--- Listed entries Enclosed Below ---

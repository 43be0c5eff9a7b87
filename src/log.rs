//! Logging interface, contingent on the `log` and `defmt-03` features
//!
//! This is the stack's single trace sink. With neither feature enabled,
//! every macro expands to nothing. Don't route your logger over a USB
//! pipe managed by this stack!

#![allow(unused_macros)]

macro_rules! trace {
    ($($args:tt)*) => {{
        #[cfg(feature = "log")]
        ::__log::trace!($($args)*);
        #[cfg(feature = "defmt-03")]
        ::defmt_03::trace!($($args)*);
    }};
}

macro_rules! debug {
    ($($args:tt)*) => {{
        #[cfg(feature = "log")]
        ::__log::debug!($($args)*);
        #[cfg(feature = "defmt-03")]
        ::defmt_03::debug!($($args)*);
    }};
}

macro_rules! info {
    ($($args:tt)*) => {{
        #[cfg(feature = "log")]
        ::__log::info!($($args)*);
        #[cfg(feature = "defmt-03")]
        ::defmt_03::info!($($args)*);
    }};
}

macro_rules! warn {
    ($($args:tt)*) => {{
        #[cfg(feature = "log")]
        ::__log::warn!($($args)*);
        #[cfg(feature = "defmt-03")]
        ::defmt_03::warn!($($args)*);
    }};
}

macro_rules! error {
    ($($args:tt)*) => {{
        #[cfg(feature = "log")]
        ::__log::error!($($args)*);
        #[cfg(feature = "defmt-03")]
        ::defmt_03::error!($($args)*);
    }};
}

--- End of Enclosed Listed entries ---

■ **Work task**
Figure out how many lines of the listing above include "trace"; the answer is that number alone.

■ **Task output**
4